England must improve dramatically to save their world number one status after being outclassed by South Africa in the first Test, Bob Willis told Sky Sports News.
The hosts lost by an innings and 12 runs at the Oval - a remarkable turnaround after ending day one on 267-3.
England dominated the Proteas' attack on Thursday but the following four days saw Graeme Smith's side take the upper hand, with a fine batting display from Hashim Amla (311 not out) at the heart of the tourists' resurgence.
"It all went wrong from the end of the first day," said Willis. "Who would have predicted such a humiliating defeat after they were 267-3 at the end of day one?
"But South Africa bounced back and showed their professionalism, determination and class - and England were outclassed in every department
"There are now some cracks in this invincibility of England and the fact is they have lost five of their last nine Test matches.
"That is not the form of the world's number one side and in a three-match series, they are going to have to work devilishly hard to get back on track."
England's much-heralded bowling attack managed to take just two wickets in the match and Willis said, regardless of the benign track, the hosts' bowlers must show more threat.
He was critical of England's batsmen, too: "This is the first time England's bowling attack hasn't performed for about two years.
"When the batsmen were fouling up in the United Arab Emirates and Sri Lanka, the bowlers at least were taking wickets on a regular basis - but on this flat Oval pitch England didn't have any venom at all.
"The most worrying thing to me was that Stuart Broad was bowling at under 80mph. On a pitch like that you've got to bowl with pace. They didn't have that.
"But South Africa's Morne Morkel and Dale Steyn were able to run through England - with the help of some very irresponsible shots from England's batsmen.
"The shot selection from England's batsmen was very disappointing, particularly at the start of the second day, when those wickets were tumbling down and England still have a problem at number six.
"They've tried Eoin Morgan, they've tried Jonny Bairstow and now they're back to Ravi Bopara. It doesn't seem to be working for any of them. They don't seem to have the temperament for the game at the top level.
And, to be honest, the shot selection from some of England's experienced batsmen in the second innings was absolutely woeful."
The same could not be said for Amla, whose innings left Willis immensely impressed.

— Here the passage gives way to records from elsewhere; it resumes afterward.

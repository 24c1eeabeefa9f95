//! API module
//!
//! HTTP endpoints for wallet queries, recharges, lecture purchases and
//! provider webhooks.

pub mod routes;

pub use routes::{create_router, AppState};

"It was a wonderful innings from a wonderful player and a wonderful guy," he said. "He's so self-deprecating but this was world-class batting against a much-vaunted bowling attack. He never looked in trouble during that whole stay.

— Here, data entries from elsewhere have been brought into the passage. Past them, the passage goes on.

//! In-memory broker
//!
//! Topic-style broker backed by tokio channels. Subscribers bind a queue
//! to a set of routing keys; publishing fans a copy out to every live
//! subscriber bound to that key. Messages published to a key with no
//! bindings are dropped, matching topic-exchange semantics.

use std::collections::HashMap;

use async_trait::async_trait;
use tokio::sync::mpsc;
use tokio::sync::Mutex;

use super::{DeadLetterSink, EventPublisher, MessageEnvelope, PublishError};

/// A message that exhausted handling and was parked for inspection.
#[derive(Debug, Clone)]
pub struct DeadLetter {
    pub message: MessageEnvelope,
    pub reason: String,
}

/// In-process broker routing messages to subscribers by exact routing key.
#[derive(Default)]
pub struct InMemoryBroker {
    bindings: Mutex<HashMap<String, Vec<mpsc::UnboundedSender<MessageEnvelope>>>>,
    dead_letters: Mutex<Vec<DeadLetter>>,
}

impl InMemoryBroker {
    pub fn new() -> Self {
        Self::default()
    }

    /// Bind a new subscriber queue to the given routing keys.
    pub async fn subscribe(
        &self,
        routing_keys: &[&str],
    ) -> mpsc::UnboundedReceiver<MessageEnvelope> {
        let (tx, rx) = mpsc::unbounded_channel();
        let mut bindings = self.bindings.lock().await;
        for key in routing_keys {
            bindings
                .entry((*key).to_string())
                .or_default()
                .push(tx.clone());
        }
        rx
    }

    /// Snapshot of everything parked on the dead-letter store.
    pub async fn dead_letters(&self) -> Vec<DeadLetter> {
        self.dead_letters.lock().await.clone()
    }
}

#[async_trait]
impl EventPublisher for InMemoryBroker {
    async fn publish(
        &self,
        exchange: &str,
        routing_key: &str,
        message: MessageEnvelope,
    ) -> Result<(), PublishError> {
        let mut bindings = self.bindings.lock().await;
        let Some(senders) = bindings.get_mut(routing_key) else {
            tracing::debug!(
                exchange,
                routing_key,
                message_type = %message.message_type,
                "No subscribers bound, message dropped"
            );
            return Ok(());
        };

        // Subscribers that dropped their receiver are pruned on the way.
        senders.retain(|tx| tx.send(message.clone()).is_ok());

        if senders.is_empty() {
            tracing::debug!(
                exchange,
                routing_key,
                message_type = %message.message_type,
                "All subscribers gone, message dropped"
            );
        } else {
            tracing::debug!(
                exchange,
                routing_key,
                message_type = %message.message_type,
                delivered = senders.len(),
                "Message delivered"
            );
        }
        Ok(())
    }
}

#[async_trait]
impl DeadLetterSink for InMemoryBroker {
    async fn push(&self, message: MessageEnvelope, reason: &str) -> Result<(), PublishError> {
        tracing::warn!(
            message_id = %message.message_id,
            message_type = %message.message_type,
            reason,
            "Message dead-lettered"
        );
        self.dead_letters.lock().await.push(DeadLetter {
            message,
            reason: reason.to_string(),
        });
        Ok(())
    }
}

#[cfg(test)]
mod tests {
    use super::*;
    use serde_json::json;

    #[test]
    fn test_publish_reaches_subscriber() {
        tokio_test::block_on(async {
            let broker = InMemoryBroker::new();
            let mut rx = broker.subscribe(&["wallet.created"]).await;

            let envelope = MessageEnvelope::new("WalletCreated", json!({"walletId": "w"}));
            broker
                .publish("wallet.events", "wallet.created", envelope.clone())
                .await
                .unwrap();

            let received = rx.recv().await.unwrap();
            assert_eq!(received.message_id, envelope.message_id);
            assert_eq!(received.message_type, "WalletCreated");
        });
    }

    #[test]
    fn test_publish_without_binding_is_dropped() {
        tokio_test::block_on(async {
            let broker = InMemoryBroker::new();
            let result = broker
                .publish(
                    "wallet.events",
                    "wallet.debited",
                    MessageEnvelope::new("WalletDebited", json!({})),
                )
                .await;
            assert!(result.is_ok());
        });
    }

    #[test]
    fn test_publish_fans_out_to_all_subscribers() {
        tokio_test::block_on(async {
            let broker = InMemoryBroker::new();
            let mut first = broker.subscribe(&["payment.completed"]).await;
            let mut second = broker.subscribe(&["payment.completed"]).await;

            broker
                .publish(
                    "platform.events",
                    "payment.completed",
                    MessageEnvelope::new("PaymentCompleted", json!({})),
                )
                .await
                .unwrap();

            assert!(first.recv().await.is_some());
            assert!(second.recv().await.is_some());
        });
    }

    #[test]
    fn test_subscriber_only_sees_bound_keys() {
        tokio_test::block_on(async {
            let broker = InMemoryBroker::new();
            let mut rx = broker.subscribe(&["student.registered"]).await;

            broker
                .publish(
                    "platform.events",
                    "payment.completed",
                    MessageEnvelope::new("PaymentCompleted", json!({})),
                )
                .await
                .unwrap();
            broker
                .publish(
                    "platform.events",
                    "student.registered",
                    MessageEnvelope::new("StudentRegistered", json!({})),
                )
                .await
                .unwrap();

            let received = rx.recv().await.unwrap();
            assert_eq!(received.message_type, "StudentRegistered");
            assert!(rx.try_recv().is_err());
        });
    }

    #[test]
    fn test_dropped_subscriber_is_pruned() {
        tokio_test::block_on(async {
            let broker = InMemoryBroker::new();
            let rx = broker.subscribe(&["wallet.created"]).await;
            drop(rx);

            let result = broker
                .publish(
                    "wallet.events",
                    "wallet.created",
                    MessageEnvelope::new("WalletCreated", json!({})),
                )
                .await;
            assert!(result.is_ok());
        });
    }

    #[test]
    fn test_dead_letter_push_records_message_and_reason() {
        tokio_test::block_on(async {
            let broker = InMemoryBroker::new();
            let envelope = MessageEnvelope::new("PaymentCompleted", json!({"bad": true}));
            broker
                .push(envelope.clone(), "handler failed: wallet missing")
                .await
                .unwrap();

            let parked = broker.dead_letters().await;
            assert_eq!(parked.len(), 1);
            assert_eq!(parked[0].message.message_id, envelope.message_id);
            assert_eq!(parked[0].reason, "handler failed: wallet missing");
        });
    }
}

"Graeme Smith laid the foundations and Jacques Kallis - statistically the best all-rounder the game has ever seen, with 300 wickets and an average of nearly 60 with the bat - was superb.
"South Africa have four batsmen in the top 10 in the world rankings and they showed why they're up there. Alastair Cook is the only batsman England have in the same echelon."
The series had been talked about as a showdown between Steyn and Anderson - but there was only one winner of that contest in the first Test, says Willis.
"This was billed as the great contest between Steyn and Anderson before this series began, number one and number three in the world, respectively. I'm afraid it's been a first round knockout for Steyn over Anderson," he said.
However, Willis believes England do have the ability to come back from the heavy defeat at Headingley next week - but reckons it will be hard work.
"There's plenty of work for England to do," he said. "They're very resilient and they usually bounce back after a heavy defeat. I'm sure they'll stick with the same squad - but they've got to perform a whole lot better.
"There's usually a result at Headingley and England have had some easy victories there. They beat West Indies there in two days, not so long ago. But they also lost by an innings to a poor Australia side two years ago as well."